Prior to giving birth I had no idea what to expect.
I had heard different stories – some good, some seriously scary! But I hadn’t done this before; surely everyone’s experience is different? I panicked at every little twinge the closer I got to my due date but was told time and time again when it happens you will ‘just know’. What the heck did this mean?? Both my Mum and Grandma had been brutally honest with me and told me that contractions were pains of hell and one thing I did know is that they weren’t ones to lie.
Saturday 9th September, I’m just over 39 weeks. Being the free spirit I’ve always been we decide to take the VW camper for one last jaunt as a ‘couple’ and head to our favourite spot on Conwy Marina, there are zero signs of me starting in labour so surely I’ll be ok right? … WRONG! We had decided to go to the cinema and 20 mins before the end of watching Stephen King’s ‘IT’, I felt something, a trickle… wait … was I peeing myself?? I’ve heard that you need to keep up with pelvic floor exercises but seriously?!! It continues and then reality strikes!

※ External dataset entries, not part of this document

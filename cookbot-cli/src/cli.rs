//! Command-line arguments.

use std::path::PathBuf;

use clap::{Parser, Subcommand};

#[derive(Parser)]
#[command(name = "cookbot")]
#[command(about = "Cooking assistant: recommend recipes, invent dishes, find food pictures", long_about = None)]
#[command(version)]
pub struct Cli {
    #[command(subcommand)]
    pub command: Commands,
}

#[derive(Subcommand)]
pub enum Commands {
    /// Answer one query and exit.
    Ask {
        query: String,
        /// JSON file holding the conversation history; created if missing.
        #[arg(short, long)]
        session: Option<PathBuf>,
        /// Write a found picture to this file.
        #[arg(long)]
        save_image: Option<PathBuf>,
    },
    /// Interactive conversation on stdin; `exit` or EOF ends it.
    Chat {
        #[arg(short, long)]
        session: Option<PathBuf>,
    },
    /// Print recipes from the index snapshot.
    ListRecipes {
        #[arg(short, long, default_value = "20")]
        limit: usize,
    },
}
//! Application config loaded from environment variables.
//!
//! [`AppConfig`] holds what every command needs (index path, log file, retrieval and image
//! search knobs). [`CookbotConfig`] adds the LLM and embedding configs, which live in their
//! own crates, and is only loaded by commands that talk to the models.

use std::env;
use std::str::FromStr;
use std::time::Duration;

use agent::DEFAULT_HISTORY_WINDOW;
use anyhow::{Context, Result};
use embedding::EnvEmbeddingConfig;
use image_search_client::{SafeSearch, DEFAULT_REGION};
use llm_client::EnvLlmConfig;
use recipe_index::DEFAULT_TOP_K;

pub const DEFAULT_RECIPE_INDEX_PATH: &str = "data/processed/recipe_index.json";
pub const DEFAULT_LOG_FILE: &str = "logs/cookbot.log";
pub const DEFAULT_IMAGE_SEARCH_TIMEOUT_SECS: u64 = 10;

/// Config shared by all commands.
#[derive(Debug, Clone)]
pub struct AppConfig {
    /// RECIPE_INDEX_PATH
    pub recipe_index_path: String,
    /// RETRIEVER_TOP_K
    pub retriever_top_k: usize,
    /// HISTORY_WINDOW
    pub history_window: usize,
    /// IMAGE_SEARCH_REGION
    pub image_search_region: String,
    /// IMAGE_SEARCH_SAFESEARCH
    pub image_search_safesearch: SafeSearch,
    /// IMAGE_SEARCH_TIMEOUT_SECS
    pub image_search_timeout_secs: u64,
    /// LOG_FILE
    pub log_file: String,
}

/// Reads `key`, falling back to `default` when unset or blank. Unparsable values are errors.
fn env_parse<T>(key: &str, default: T) -> Result<T>
where
    T: FromStr,
    T::Err: std::fmt::Display,
{
    match env::var(key) {
        Ok(raw) if !raw.trim().is_empty() => raw
            .trim()
            .parse()
            .map_err(|e| anyhow::anyhow!("{key}={raw:?} is invalid: {e}")),
        _ => Ok(default),
    }
}

fn env_string(key: &str, default: &str) -> String {
    env::var(key)
        .ok()
        .filter(|s| !s.trim().is_empty())
        .unwrap_or_else(|| default.to_string())
}

impl AppConfig {
    pub fn from_env() -> Result<Self> {
        let retriever_top_k = env_parse("RETRIEVER_TOP_K", DEFAULT_TOP_K)?;
        if retriever_top_k == 0 {
            anyhow::bail!("RETRIEVER_TOP_K must be at least 1");
        }
        let image_search_safesearch = match env::var("IMAGE_SEARCH_SAFESEARCH") {
            Ok(raw) if !raw.trim().is_empty() => raw
                .parse::<SafeSearch>()
                .context("IMAGE_SEARCH_SAFESEARCH")?,
            _ => SafeSearch::default(),
        };

        Ok(Self {
            recipe_index_path: env_string("RECIPE_INDEX_PATH", DEFAULT_RECIPE_INDEX_PATH),
            retriever_top_k,
            history_window: env_parse("HISTORY_WINDOW", DEFAULT_HISTORY_WINDOW)?,
            image_search_region: env_string("IMAGE_SEARCH_REGION", DEFAULT_REGION),
            image_search_safesearch,
            image_search_timeout_secs: env_parse(
                "IMAGE_SEARCH_TIMEOUT_SECS",
                DEFAULT_IMAGE_SEARCH_TIMEOUT_SECS,
            )?,
            log_file: env_string("LOG_FILE", DEFAULT_LOG_FILE),
        })
    }

    pub fn image_search_timeout(&self) -> Duration {
        Duration::from_secs(self.image_search_timeout_secs)
    }
}

/// Full config for commands that run the assistant.
pub struct CookbotConfig {
    pub app: AppConfig,
    pub llm: EnvLlmConfig,
    pub embedding: EnvEmbeddingConfig,
}

impl CookbotConfig {
    /// Adds LLM and embedding config to an already loaded [`AppConfig`].
    pub fn load(app: AppConfig) -> Result<Self> {
        let llm = EnvLlmConfig::from_env().context("Load LLM config (OPENAI_API_KEY, MODEL)")?;
        let embedding = EnvEmbeddingConfig::from_env()?;
        embedding.validate()?;
        Ok(Self {
            app,
            llm,
            embedding,
        })
    }
}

Shit, this is my waters breaking!!
I whisper to Craig that I think we need to leave and tell him why, he thinks I’m joking but I make him feel my leggings (that’s all that fits me by now!), and a sheer look of panic crosses his face, only for a second mind, as then he suggests that we watch the end of the film. I ask him how long I have got and he tells me about 10 minutes, “TEN MINUTES!!!’ I yell, Jesus I’m about to give birth in a jam-packed cinema with Steven King’s IT as a backing theme. Of course he had misunderstood and meant that it was 10 minutes until the film ended. Don’t ask me how it ends by the way, I have no idea.

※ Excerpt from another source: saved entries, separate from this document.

//! # OpenAI Embedding Service
//!
//! [`EmbeddingService`] implementation over OpenAI's embeddings API (or any compatible endpoint).
//! Used to embed user queries before the recipe similarity search.
//!
//! ## Example
//!
//! ```rust,no_run
//! use embedding::EmbeddingService;
//! use openai_embedding::OpenAIEmbedding;
//!
//! async fn example() -> Result<(), anyhow::Error> {
//!     let service = OpenAIEmbedding::new("sk-...".to_string(), "text-embedding-3-small".to_string(), None);
//!     let vector = service.embed("chicken soup with noodles").await?;
//!     println!("dimension: {}", vector.len());
//!     Ok(())
//! }
//! ```

use async_openai::{config::OpenAIConfig, types::CreateEmbeddingRequestArgs, Client};
use async_trait::async_trait;
use embedding::{EmbeddingConfig, EmbeddingService};
use std::time::Duration;
use tracing::{debug, info, instrument, warn};

/// Timeout for a single embed request (connect + request + response).
const EMBED_TIMEOUT: Duration = Duration::from_secs(30);
const LOG_PREVIEW_CHARS: usize = 200;

/// OpenAI embedding service. Holds the async-openai client and model name.
#[derive(Debug, Clone)]
pub struct OpenAIEmbedding {
    client: Client<OpenAIConfig>,
    model: String,
}

impl OpenAIEmbedding {
    /// Creates a service for `model`; `base_url` overrides the OpenAI endpoint when non-empty.
    pub fn new(api_key: String, model: String, base_url: Option<&str>) -> Self {
        let mut openai_config = OpenAIConfig::new().with_api_key(api_key);
        if let Some(url) = base_url.filter(|s| !s.is_empty()) {
            openai_config = openai_config.with_api_base(url);
        }
        Self {
            client: Client::with_config(openai_config),
            model,
        }
    }

    pub fn from_config(config: &dyn EmbeddingConfig) -> Self {
        Self::new(
            config.api_key().to_string(),
            config.model().to_string(),
            config.base_url(),
        )
    }

    /// Returns the embedding model name.
    pub fn model(&self) -> &str {
        &self.model
    }
}

fn preview(text: &str) -> String {
    match text.char_indices().nth(LOG_PREVIEW_CHARS) {
        Some((idx, _)) => format!("{}...", &text[..idx]),
        None => text.to_string(),
    }
}

#[async_trait]
impl EmbeddingService for OpenAIEmbedding {
    /// Embeds `text` with the configured model.
    ///
    /// # Errors
    ///
    /// API failures (auth, quota, network), a response without data, or no answer within 30s.
    #[instrument(skip(self, text), fields(model = %self.model, text_len = text.len()))]
    async fn embed(&self, text: &str) -> Result<Vec<f32>, anyhow::Error> {
        info!(text_preview = %preview(text), "step: embedding OpenAI embed request");

        let request = CreateEmbeddingRequestArgs::default()
            .model(self.model.clone())
            .input(vec![text])
            .build()?;

        let embeddings = self.client.embeddings();
        let response = match tokio::time::timeout(EMBED_TIMEOUT, embeddings.create(request)).await {
            Ok(Ok(r)) => {
                debug!("OpenAI embed response received");
                r
            }
            Ok(Err(e)) => {
                warn!(error = %e, "OpenAI embed request failed");
                return Err(e.into());
            }
            Err(_) => {
                warn!(
                    timeout_secs = EMBED_TIMEOUT.as_secs(),
                    "OpenAI embed request timed out"
                );
                anyhow::bail!(
                    "OpenAI embed request timed out after {} seconds",
                    EMBED_TIMEOUT.as_secs()
                );
            }
        };

        let embedding = match response.data.into_iter().next() {
            Some(item) => item.embedding,
            None => {
                warn!("OpenAI embed response has no embedding data");
                anyhow::bail!("No embedding in response");
            }
        };

        info!(dimension = embedding.len(), "step: embedding OpenAI embed done");
        Ok(embedding)
    }
}
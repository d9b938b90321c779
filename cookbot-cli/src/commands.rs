//! Command handlers.

use std::io::Write;
use std::path::{Path, PathBuf};

use agent::{AgentSystem, ChatHistory};
use anyhow::{Context, Result};
use cookbot_core::{AgentOutput, AgentResult};
use recipe_index::RecipeStore;
use tokio::io::{AsyncBufReadExt, BufReader};
use tracing::{error, info};

use crate::assembly::{build_agent, load_index};
use crate::config::{AppConfig, CookbotConfig};
use crate::output::{render_result, DEGRADED_MESSAGE};
use crate::session::{load_history, save_history};

/// Runs one turn; returns the text to print and the result, if any.
///
/// Agent errors are logged and replaced by [`DEGRADED_MESSAGE`].
pub async fn respond(
    agent: &AgentSystem,
    input: &str,
    history: &mut ChatHistory,
) -> (String, Option<AgentResult>) {
    match agent.invoke(input, history).await {
        Ok(result) => {
            info!(task = %result.task, "step: reply ready");
            (render_result(&result), Some(result))
        }
        Err(e) => {
            error!(error = %e, "Turn failed");
            (DEGRADED_MESSAGE.to_string(), None)
        }
    }
}

fn open_history(session: Option<&Path>, window: usize) -> Result<ChatHistory> {
    match session {
        Some(path) => load_history(path, window),
        None => Ok(ChatHistory::new(window)),
    }
}

pub async fn handle_ask(
    app: AppConfig,
    query: &str,
    session: Option<PathBuf>,
    save_image: Option<PathBuf>,
) -> Result<()> {
    let window = app.history_window;
    let config = CookbotConfig::load(app)?;
    let agent = build_agent(&config).await?;
    let mut history = open_history(session.as_deref(), window)?;

    let (reply, result) = respond(&agent, query, &mut history).await;
    println!("{reply}");

    if let (Some(path), Some(AgentResult { output: AgentOutput::Image(image), .. })) =
        (save_image.as_deref(), result.as_ref())
    {
        std::fs::write(path, &image.bytes)
            .with_context(|| format!("Write image to {}", path.display()))?;
        println!("Saved to {}", path.display());
    }
    if let Some(path) = session.as_deref() {
        save_history(path, &history)?;
    }
    Ok(())
}

pub async fn handle_chat(app: AppConfig, session: Option<PathBuf>) -> Result<()> {
    let window = app.history_window;
    let config = CookbotConfig::load(app)?;
    let agent = build_agent(&config).await?;
    let mut history = open_history(session.as_deref(), window)?;

    println!("Cooking assistant ready. Ask for a recipe, a new dish or a food picture; `exit` to quit.");
    let mut lines = BufReader::new(tokio::io::stdin()).lines();
    loop {
        print!("> ");
        std::io::stdout().flush()?;
        let Some(line) = lines.next_line().await? else {
            break;
        };
        let input = line.trim();
        if input.is_empty() {
            continue;
        }
        if input.eq_ignore_ascii_case("exit") || input.eq_ignore_ascii_case("quit") {
            break;
        }

        let (reply, _) = respond(&agent, input, &mut history).await;
        println!("{reply}\n");
        if let Some(path) = session.as_deref() {
            save_history(path, &history)?;
        }
    }
    Ok(())
}

pub async fn handle_list_recipes(app: AppConfig, limit: usize) -> Result<()> {
    let index = load_index(&app.recipe_index_path).await?;
    let total = index.len().await;
    let recipes = index.list(limit).await?;

    if recipes.is_empty() {
        println!("No recipes in {}", app.recipe_index_path);
        return Ok(());
    }
    for (i, doc) in recipes.iter().enumerate() {
        let meta = &doc.metadata;
        println!("{:>3}. {}", i + 1, meta.title);
        if !meta.cuisine.is_empty() || !meta.cook_time.is_empty() {
            println!("     {} | {}", meta.cuisine, meta.cook_time);
        }
        if !meta.link.is_empty() {
            println!("     {}", meta.link);
        }
    }
    println!("Showing {} of {} recipes", recipes.len(), total);
    Ok(())
}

I literally ran straight out of the cinema and into the camper, towel on seat (of course I later apologised to Cineworld for what had happened!). Did we have enough time to call at the golden arches? My contractions hadn’t started yet, I was starving and a double cheeseburger sounded delicious right about now, the midwives had continuously told me how important it was to eat before labour, sod it lets go and see Ronald! After enduring THEE slowest drive-thru in history (least it seemed that way) it was straight on the road to Royal Preston, I’m not sure our little old van has ever seen 70mph but let me tell you on this occasion it certainly did!

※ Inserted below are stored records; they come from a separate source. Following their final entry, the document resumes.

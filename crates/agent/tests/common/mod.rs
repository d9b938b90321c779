//! Stub collaborators shared by the agent integration tests.

#![allow(dead_code)]

use std::sync::{Arc, Mutex};

use agent::{AgentSystem, Classifier};
use async_trait::async_trait;
use image_search_client::{FetchedImage, ImageFetcher, ImageHit, ImageSearch};
use llm_client::LlmClient;
use prompt::ChatMessage;
use recipe_index::{RecipeDocument, RecipeMetadata, Retriever};

pub const FIXED_ANSWER: &str = "Classic chicken soup: chicken, carrots, noodles.";
pub const FIXED_SUMMARY: &str = "Recommended chicken soup.";

/// Classifier returning a fixed label.
pub struct StubClassifier(pub String);

#[async_trait]
impl Classifier for StubClassifier {
    async fn classify(&self, _input: &str) -> cookbot_core::Result<String> {
        Ok(self.0.clone())
    }
}

/// Answers summary prompts with [`FIXED_SUMMARY`] and everything else with [`FIXED_ANSWER`].
#[derive(Default)]
pub struct StubLlm {
    pub prompts: Mutex<Vec<String>>,
}

impl StubLlm {
    pub fn calls(&self) -> usize {
        self.prompts.lock().unwrap().len()
    }
}

#[async_trait]
impl LlmClient for StubLlm {
    async fn complete_messages(&self, messages: Vec<ChatMessage>) -> anyhow::Result<String> {
        let prompt = messages
            .into_iter()
            .map(|m| m.content)
            .collect::<Vec<_>>()
            .join("\n");
        let reply = if prompt.contains("<reply>") {
            FIXED_SUMMARY
        } else {
            FIXED_ANSWER
        };
        self.prompts.lock().unwrap().push(prompt);
        Ok(reply.to_string())
    }
}

/// Replies from a fixed script, one entry per call; `None` entries fail the call.
pub struct ScriptedLlm {
    replies: Mutex<Vec<Option<String>>>,
    pub prompts: Mutex<Vec<String>>,
}

impl ScriptedLlm {
    pub fn new(replies: &[Option<&str>]) -> Self {
        Self {
            replies: Mutex::new(replies.iter().rev().map(|r| r.map(String::from)).collect()),
            prompts: Mutex::new(Vec::new()),
        }
    }
}

#[async_trait]
impl LlmClient for ScriptedLlm {
    async fn complete_messages(&self, messages: Vec<ChatMessage>) -> anyhow::Result<String> {
        let prompt = messages
            .into_iter()
            .map(|m| m.content)
            .collect::<Vec<_>>()
            .join("\n");
        self.prompts.lock().unwrap().push(prompt);
        match self.replies.lock().unwrap().pop() {
            Some(Some(reply)) => Ok(reply),
            Some(None) => anyhow::bail!("down"),
            None => anyhow::bail!("no scripted reply left"),
        }
    }
}

/// System using the default model-backed classifier.
pub fn default_classifier_system(llm: Arc<ScriptedLlm>) -> (AgentSystem, Arc<StubRetriever>) {
    let retriever = Arc::new(StubRetriever::default());
    let system = AgentSystem::builder(
        llm,
        retriever.clone(),
        Arc::new(EmptyImageSearch),
        Arc::new(FailingFetcher),
    )
    .build();
    (system, retriever)
}

/// Retriever returning one chicken soup recipe and counting calls.
#[derive(Default)]
pub struct StubRetriever {
    pub calls: Mutex<usize>,
}

#[async_trait]
impl Retriever for StubRetriever {
    async fn retrieve(&self, _query: &str) -> anyhow::Result<Vec<RecipeDocument>> {
        *self.calls.lock().unwrap() += 1;
        Ok(vec![RecipeDocument::new(
            "Chicken soup with noodles",
            RecipeMetadata {
                title: "Chicken soup".to_string(),
                link: "https://example.org/chicken-soup".to_string(),
                ..Default::default()
            },
        )])
    }
}

/// Image search that never finds anything.
pub struct EmptyImageSearch;

#[async_trait]
impl ImageSearch for EmptyImageSearch {
    async fn search_image(&self, _query: &str) -> anyhow::Result<Option<ImageHit>> {
        Ok(None)
    }
}

pub struct FailingFetcher;

#[async_trait]
impl ImageFetcher for FailingFetcher {
    async fn fetch_image(&self, url: &str) -> anyhow::Result<FetchedImage> {
        anyhow::bail!("unexpected download of {url}")
    }
}

pub struct Fixture {
    pub system: AgentSystem,
    pub llm: Arc<StubLlm>,
    pub retriever: Arc<StubRetriever>,
}

/// System whose classifier always answers `label`.
pub fn fixture(label: &str) -> Fixture {
    let llm = Arc::new(StubLlm::default());
    let retriever = Arc::new(StubRetriever::default());
    let system = AgentSystem::builder(
        llm.clone(),
        retriever.clone(),
        Arc::new(EmptyImageSearch),
        Arc::new(FailingFetcher),
    )
    .with_classifier(Arc::new(StubClassifier(label.to_string())))
    .build();
    Fixture {
        system,
        llm,
        retriever,
    }
}
//! Conversational memory: what a finished turn leaves behind in the history.

use std::sync::Arc;

use cookbot_core::{AgentResult, ChatTurn, CookbotError, Result, TaskKind};
use llm_client::LlmClient;
use prompt::templates::SUMMARY;
use tracing::{debug, info, instrument};

use crate::history::ChatHistory;
use crate::strategy::render_prompt;

/// Assistant turn stored after an image search.
pub const IMAGE_PLACEHOLDER: &str = "Here is a picture of the dish you asked for.";

/// Appends finished turns to a [`ChatHistory`], summarizing text replies.
pub struct MemoryManager {
    llm: Arc<dyn LlmClient>,
}

impl MemoryManager {
    pub fn new(llm: Arc<dyn LlmClient>) -> Self {
        Self { llm }
    }

    /// Records `user_input` and the reply in `history`.
    ///
    /// Unknown turns are not recorded. The history is left unchanged when summarization fails.
    #[instrument(skip_all, fields(task = %result.task))]
    pub async fn record(
        &self,
        history: &mut ChatHistory,
        user_input: &str,
        result: &AgentResult,
    ) -> Result<()> {
        if result.is_unknown() {
            debug!("step: unknown turn not recorded");
            return Ok(());
        }

        let assistant_turn = match result.output_text() {
            Some(text) if result.task != TaskKind::SearchImage => {
                ChatTurn::assistant(self.summarize(text).await?)
            }
            _ => ChatTurn::assistant(IMAGE_PLACEHOLDER),
        };

        history.push(ChatTurn::user(user_input));
        history.push(assistant_turn);
        info!(
            history_len = history.len(),
            window = history.window(),
            "step: memory updated"
        );
        Ok(())
    }

    async fn summarize(&self, reply: &str) -> Result<String> {
        let prompt = render_prompt(SUMMARY, &[("input", reply)])?;
        let summary = self.llm.complete(&prompt).await.map_err(CookbotError::Llm)?;
        Ok(summary.trim().to_string())
    }
}
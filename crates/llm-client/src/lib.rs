//! # LLM client abstraction
//!
//! Defines the [`LlmClient`] trait and an OpenAI-compatible implementation. The agent only ever
//! needs "prompt in, text out" ([`LlmClient::complete`]); implementations provide the
//! message-level call and may prepend a system prompt.

use anyhow::Result;
use async_trait::async_trait;
use openai_client::{
    ChatCompletionRequestAssistantMessageArgs, ChatCompletionRequestMessage,
    ChatCompletionRequestSystemMessageArgs, ChatCompletionRequestUserMessageArgs,
};
use prompt::{ChatMessage, MessageRole};

mod config;
mod openai_llm;

pub use config::{EnvLlmConfig, LlmConfig};
pub use openai_llm::OpenAILlmClient;

/// Language-model capability used for classification, generation, summarization and
/// search-phrase cleanup.
#[async_trait]
pub trait LlmClient: Send + Sync {
    /// Returns the model reply for the given messages (system/user/assistant).
    async fn complete_messages(&self, messages: Vec<ChatMessage>) -> Result<String>;

    /// Sends a rendered prompt as a single user message and returns the reply text.
    async fn complete(&self, prompt: &str) -> Result<String> {
        self.complete_messages(vec![ChatMessage::user(prompt)]).await
    }
}

/// Converts a single [`ChatMessage`] into OpenAI API message format.
fn chat_message_to_openai(msg: &ChatMessage) -> Result<ChatCompletionRequestMessage> {
    let content = msg.content.clone();
    let openai_msg: ChatCompletionRequestMessage = match msg.role {
        MessageRole::System => ChatCompletionRequestSystemMessageArgs::default()
            .content(content)
            .build()?
            .into(),
        MessageRole::User => ChatCompletionRequestUserMessageArgs::default()
            .content(content)
            .build()?
            .into(),
        MessageRole::Assistant => ChatCompletionRequestAssistantMessageArgs::default()
            .content(content)
            .build()?
            .into(),
    };
    Ok(openai_msg)
}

We arrive at Preston hospital, by now it was 12.30am, I was taken to a room to wait for a midwife to check me over whilst my husband ever so kindly slept in the chair, his excuse was that he of course would be needing this sleep to give him the strength to get through the labour… I won’t document my reply
They confirmed it was my waters, no contractions still so I was sent home with advice to return at 10.30pm the following evening for induction should I not have started in labour. Being induced was something I had feared throughout my pregnancy, I wanted to do this naturally and I wanted to use the beautiful birthing suite, have the rainforest projected on to the wall with accompanying music, be free to move around and get in the big birthing pool and look up at the twinkly lights. I planned a water birth, of course I would do whatever necessary for my baby but I longed for this experience so much. It was now 3.30am we were on our way home and I felt a pain, an unusual pain like I hadn’t felt before… surely this was it? I got into bed; I think I must have lay there for all of ten mins before another pain! No way could I sleep through these!! 2 paracetamol taken as advised, I headed downstairs for a hot drink and my trusted old heat bean bag. Hmmm no still not talking the edge off!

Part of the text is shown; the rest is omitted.